Collected data entries:

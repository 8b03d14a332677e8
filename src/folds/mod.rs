//! Fold partitioning.
//!
//! Turns a grouping (and optional timestamps) into per-fold train/test object
//! subsets. Three strategies are supported:
//!
//! - [`Partitioning::KFold`]: `fold_count` contiguous blocks, test = block,
//!   train = complement
//! - [`Partitioning::FixedSize`]: `⌊N / fold_size⌋` blocks of `fold_size`
//!   units, windowed by `[offset, offset + fold_count)`
//! - [`Partitioning::TimeSplit`]: blocks of units at or before a quantile
//!   timestamp are training subsets; everything after is one shared test tail
//!
//! Block boundaries are a pure function of unit order and counts. Randomness
//! enters only through [`shuffled_objects`], applied by the caller before
//! partitioning.

mod split;

pub use split::{
    complement_subsets, ensure_enough_blocks, find_quantile_timestamp, largest_workable_fold_size,
    quantile_split, shuffled_objects, split_by_groups, split_by_objects, split_by_units, split_into_folds,
    take_window, QuantileSplit,
};

use serde::{Deserialize, Serialize};

use crate::data::{ObjectsGrouping, SamplingUnit};
use crate::error::{ensure_config, EvalError, Result};

/// Train/test object subsets of one fold.
#[derive(Debug, Clone, PartialEq, Eq, Default)]
pub struct FoldSpec {
    pub train: Vec<u32>,
    pub test: Vec<u32>,
}

/// Orientation of k-fold cross-validation.
#[derive(Debug, Clone, Copy, PartialEq, Eq, Default, Serialize, Deserialize)]
pub enum CrossValidationKind {
    /// Hold out one block, train on the remainder.
    #[default]
    Inverted,
    /// Train on one block, test on the remainder. Not supported.
    Classical,
}

/// K-fold cross-validation parameters.
#[derive(Debug, Clone, Copy, PartialEq, Eq, Serialize, Deserialize)]
pub struct CvParams {
    pub fold_count: u32,
    pub kind: CrossValidationKind,
}

impl CvParams {
    pub fn inverted(fold_count: u32) -> Self {
        Self {
            fold_count,
            kind: CrossValidationKind::Inverted,
        }
    }
}

/// Partitioning strategy for one fold range.
#[derive(Debug, Clone, Copy, PartialEq)]
pub enum Partitioning {
    KFold {
        fold_count: u32,
    },
    FixedSize {
        unit: SamplingUnit,
        fold_size: u32,
        offset: u32,
        fold_count: u32,
    },
    TimeSplit {
        unit: SamplingUnit,
        fold_size: u32,
        offset: u32,
        fold_count: u32,
        quantile: f64,
    },
}

impl Partitioning {
    /// Number of folds this partitioning produces.
    pub fn fold_count(&self) -> u32 {
        match *self {
            Self::KFold { fold_count }
            | Self::FixedSize { fold_count, .. }
            | Self::TimeSplit { fold_count, .. } => fold_count,
        }
    }
}

/// Build the folds of one range.
///
/// `timestamps` is required for [`Partitioning::TimeSplit`] and ignored
/// otherwise.
pub fn make_folds(
    grouping: &ObjectsGrouping,
    timestamps: Option<&[u64]>,
    partitioning: &Partitioning,
) -> Result<Vec<FoldSpec>> {
    let n_objects = grouping.n_objects();
    match *partitioning {
        Partitioning::KFold { fold_count } => {
            let tests = split_into_folds(grouping, fold_count)?;
            Ok(pair_with_complements(tests, n_objects))
        }
        Partitioning::FixedSize {
            unit,
            fold_size,
            offset,
            fold_count,
        } => {
            ensure_config!(fold_count > 0, "Fold count must be positive integer");
            let blocks = split_by_units(grouping, unit, fold_size)?;
            let group_sizes: Vec<u32> = grouping.groups().map(|group| group.len()).collect();
            ensure_enough_blocks(&group_sizes, unit, fold_size, blocks.len(), offset + fold_count)?;
            let tests = take_window(blocks, offset, fold_count)?;
            Ok(pair_with_complements(tests, n_objects))
        }
        Partitioning::TimeSplit {
            unit,
            fold_size,
            offset,
            fold_count,
            quantile,
        } => {
            ensure_config!(fold_count > 0, "Fold count must be positive integer");
            let timestamps = timestamps.ok_or_else(|| {
                EvalError::Config("Timesplit feature evaluation requires dataset with timestamps".into())
            })?;
            let quantile_timestamp = find_quantile_timestamp(grouping, timestamps, quantile)?;
            tracing::info!(quantile_timestamp, "Quantile timestamp {quantile_timestamp}");
            let QuantileSplit { train_blocks, test } =
                quantile_split(grouping, timestamps, quantile_timestamp, unit, fold_size)?;
            let early_sizes: Vec<u32> = grouping
                .groups()
                .filter(|group| timestamps[group.begin as usize] <= quantile_timestamp)
                .map(|group| group.len())
                .collect();
            ensure_enough_blocks(&early_sizes, unit, fold_size, train_blocks.len(), offset + fold_count)?;
            let trains = take_window(train_blocks, offset, fold_count)?;
            Ok(trains
                .into_iter()
                .map(|train| FoldSpec {
                    train,
                    test: test.clone(),
                })
                .collect())
        }
    }
}

fn pair_with_complements(tests: Vec<Vec<u32>>, n_objects: u32) -> Vec<FoldSpec> {
    let trains = complement_subsets(&tests, n_objects);
    trains
        .into_iter()
        .zip(tests)
        .map(|(train, test)| FoldSpec { train, test })
        .collect()
}

// =============================================================================
// Fold geometry
// =============================================================================

/// Absolute fold size and the number of disjoint folds one range holds.
#[derive(Debug, Clone, Copy, PartialEq, Eq)]
pub struct FoldGeometry {
    /// Units per fold.
    pub fold_size: u32,
    /// `max(1, n_units / fold_size)`.
    pub disjoint_fold_count: u32,
    /// Units eligible for partitioning.
    pub n_units: u32,
}

/// Resolve the fold size and count disjoint folds.
///
/// With `timestamps`, only units whose group timestamp is at or before the
/// `quantile` timestamp count. A `fold_size` of zero means "derive it from
/// `relative_fold_size`".
pub fn count_disjoint_folds(
    grouping: &ObjectsGrouping,
    timestamps: Option<&[u64]>,
    unit: SamplingUnit,
    fold_size: u32,
    relative_fold_size: f32,
    quantile: f64,
) -> Result<FoldGeometry> {
    let n_units = match timestamps {
        None => grouping.n_units(unit),
        Some(timestamps) => {
            let quantile_timestamp = find_quantile_timestamp(grouping, timestamps, quantile)?;
            grouping
                .groups()
                .filter(|group| timestamps[group.begin as usize] <= quantile_timestamp)
                .map(|group| match unit {
                    SamplingUnit::Object => group.len(),
                    SamplingUnit::Group => 1,
                })
                .sum()
        }
    };

    let fold_size = if fold_size > 0 {
        fold_size
    } else {
        let size = (relative_fold_size as f64 * n_units as f64) as u32;
        ensure_config!(
            size > 0,
            "Relative fold size must be greater than {} so that size of each fold is non-zero",
            1.0 / n_units as f64
        );
        size
    };

    Ok(FoldGeometry {
        fold_size,
        disjoint_fold_count: (n_units / fold_size).max(1),
        n_units,
    })
}

// =============================================================================
// Fold ranges
// =============================================================================

/// One pass over a freshly partitioned (and possibly reshuffled) dataset.
#[derive(Debug, Clone, Copy, PartialEq, Eq)]
pub struct FoldRange {
    /// Index of the range; selects the range seed.
    pub index: u32,
    /// Absolute index of the range's first disjoint fold.
    pub begin: u32,
    /// First fold of the window inside this range.
    pub offset: u32,
    /// Folds evaluated in this range.
    pub fold_count: u32,
}

impl FoldRange {
    /// Absolute index of the `fold`-th fold of this range.
    #[inline]
    pub fn absolute_fold(&self, fold: u32) -> u32 {
        self.begin + self.offset + fold
    }
}

/// Split the global window `[offset, offset + fold_count)` into ranges of at
/// most `disjoint_fold_count` folds.
pub fn plan_fold_ranges(disjoint_fold_count: u32, offset: u32, fold_count: u32) -> Vec<FoldRange> {
    let disjoint = disjoint_fold_count.max(1);
    let mut ranges = Vec::new();
    let mut index = offset / disjoint;
    let mut range_offset = offset % disjoint;
    let mut range_count = (disjoint - range_offset).min(fold_count);
    let mut processed = 0;
    while processed < fold_count {
        ranges.push(FoldRange {
            index,
            begin: index * disjoint,
            offset: range_offset,
            fold_count: range_count,
        });
        processed += range_count;
        index += 1;
        range_offset = 0;
        range_count = disjoint.min(fold_count - processed);
    }
    ranges
}

/// Number of per-range seeds a run needs.
pub fn fold_range_count(disjoint_fold_count: u32, offset: u32, fold_count: u32) -> u32 {
    (offset + fold_count).div_ceil(disjoint_fold_count.max(1))
}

**Directions for this task**
How many lines in the records above contain the word "match"? Give only the number.

**Solved exercise**
4